As Ricketts, 50, describes his plans for a plaza with a farmers market and a 175-room hotel across the street, it's hard not to think of a king surveying his imaginary kingdom. Right now, that best-in-the-business clubhouse he speaks of is nothing more than a hole in the ground. The office building is just a crosshatch of steel beams. The beautiful hotel is a McDonald's parking lot. "That'll be done in two years," Ricketts says, turning on one heel and bounding up the ramp toward the upper deck. Behind him, a lightning storm comes crackling toward Wrigley from the west.

No franchise in America better exemplifies the tension between baseball's business imperatives and its sentimental attachments than the Cubs, which has made transforming Wrigleyville a gargantuan task for Ricketts and his three siblings. But even that project seems small compared with their ultimate goal: When Tom, Laura, Todd and Pete Ricketts bought the team in 2009, they took on perhaps the most daunting challenge of any team owners -- ending the Cubs' World Series drought, now at 106 years and counting.

"We started right off the bat saying we're going to win a World Series," says Laura, 48. "And we're going to put a team on the field every year that can consistently compete for that."

To show they were serious, the siblings unveiled plans to modernize the stadium and committed to new spring training facilities in Arizona and a new baseball academy for player development in the Dominican Republic. Then in 2011, the Ricketts family brought in Theo Epstein, the front office wunderkind who led Boston to its first World Series title in 86 years, to run the team's baseball operations.

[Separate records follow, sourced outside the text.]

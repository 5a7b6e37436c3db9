use std::path::{Path, PathBuf};

/// Compiler executable name, probed with the Windows suffix first.
const COMPILER_NAME: &str = "tinygl_ac";

/// Paths for one sync run. Constructed once at entry and passed explicitly
/// to the driver; there is no ambient or global configuration.
#[derive(Debug, Clone)]
pub struct SyncConfig {
    /// Root of the source asset tree.
    pub input_dir: PathBuf,
    /// Root of the compiled artifact tree, mirroring the input layout.
    pub output_dir: PathBuf,
    /// Path of the external asset compiler executable.
    pub compiler_path: PathBuf,
}

impl SyncConfig {
    /// Build a config from the standard build-tree layout under `root`:
    /// assets in `tests/assets`, artifacts in `build/tests/assets`, compiler
    /// under `build/tools/asset_compiler`.
    pub fn with_root(root: &Path) -> SyncConfig {
        SyncConfig {
            input_dir: root.join("tests").join("assets"),
            output_dir: root.join("build").join("tests").join("assets"),
            compiler_path: locate_compiler(root),
        }
    }
}

/// Ordered compiler path candidates under `root`: the `.exe` variant first,
/// then the bare name.
pub fn compiler_candidates(root: &Path) -> Vec<PathBuf> {
    let dir = root.join("build").join("tools").join("asset_compiler");
    vec![
        dir.join(format!("{COMPILER_NAME}.exe")),
        dir.join(COMPILER_NAME),
    ]
}

/// Probe the candidate list and return the first existing path. Falls back
/// to the last candidate when none exist, so the driver's existence check
/// reports a concrete path.
pub fn locate_compiler(root: &Path) -> PathBuf {
    let candidates = compiler_candidates(root);
    candidates
        .iter()
        .find(|p| p.exists())
        .cloned()
        .unwrap_or_else(|| candidates.last().cloned().unwrap_or_default())
}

All of these projects were undertaken with a better future in mind, though perhaps even the Ricketts family didn't realize the future would arrive this quickly. The Cubs finished second to last in the NL Central from 2010 to 2012 and dead last in 2013 and 2014. But now, through a rocky and raucous 2015 season fueled by Epstein's inspiring collection of young talent, they seem closer to breaking the curse than they've been since at least 2008, when they were swept by the Dodgers in the first round of the playoffs. Two days after Tom Ricketts outlines his vision at this mid-August night game against the Tigers, the Cubs embark on a six-game winning streak. Then they lose four. Then Jake Arrieta pitches a no-hitter against the Dodgers and the team wins 13 of the next 19, opening a sizable lead in its pursuit of a wild-card spot. However this season turns out, the Cubs will be on the short list of top World Series contenders for 2016 -- and beyond.

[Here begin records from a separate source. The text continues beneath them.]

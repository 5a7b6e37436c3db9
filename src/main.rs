use asset_sync::{compile_assets, SyncConfig};
use clap::Parser;
use std::env;
use std::path::PathBuf;

#[derive(Parser)]
#[command(name = "asset-sync")]
#[command(about = "Recompile stale model/texture assets via the external tinygl_ac compiler", long_about = None)]
#[command(version)]
struct Cli {
    /// Project root the default paths are derived from
    #[arg(long)]
    root: Option<PathBuf>,

    /// Source asset directory (default: <root>/tests/assets)
    #[arg(short, long)]
    input: Option<PathBuf>,

    /// Compiled asset directory (default: <root>/build/tests/assets)
    #[arg(short, long)]
    output: Option<PathBuf>,

    /// Asset compiler executable (default: probed under <root>/build/tools/asset_compiler)
    #[arg(short, long)]
    compiler: Option<PathBuf>,

    /// Suppress progress output (only show errors)
    #[arg(short, long)]
    quiet: bool,
}

fn main() {
    let cli = Cli::parse();

    env_logger::Builder::from_default_env()
        .filter_level(if cli.quiet {
            log::LevelFilter::Error
        } else {
            log::LevelFilter::Info
        })
        .init();

    let root = cli
        .root
        .or_else(|| env::current_dir().ok())
        .unwrap_or_else(|| PathBuf::from("."));

    let mut config = SyncConfig::with_root(&root);
    if let Some(input) = cli.input {
        config.input_dir = input;
    }
    if let Some(output) = cli.output {
        config.output_dir = output;
    }
    if let Some(compiler) = cli.compiler {
        config.compiler_path = compiler;
    }

    // Per-file compile failures are already logged and never fail the run;
    // a missing compiler is reported the same way, without an exit status.
    match compile_assets(&config) {
        Ok(report) => {
            if !cli.quiet {
                eprintln!(
                    "Asset sync complete: {} compiled, {} up to date, {} failed",
                    report.compiled, report.up_to_date, report.failed
                );
            }
        }
        Err(e) => {
            eprintln!("Error: {}", e);
        }
    }
}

Ricketts, who looks like Republican presidential candidate Ted Cruz in his game-day uniform (white dress shirt, khakis, Cubs staff badge), makes his way through the stadium, performing his Wrigley Field ritual. In one hand he holds a cinched bag filled with date-inscribed baseballs, and with the other he passes them out to kids. Grown men ask him for selfies; young men give him slapping handshakes. The kids who take his baseballs don't really know what to think and remember to thank him only when their parents nudge: "Now, what do you say to Mr. Ricketts?"

video
Cubs' renaissance started at the top

Cubs owner Tom Ricketts, who was a bleacher bum before buying the team with his siblings, discusses the approach to rebuilding both the team and iconic Wrigley Field.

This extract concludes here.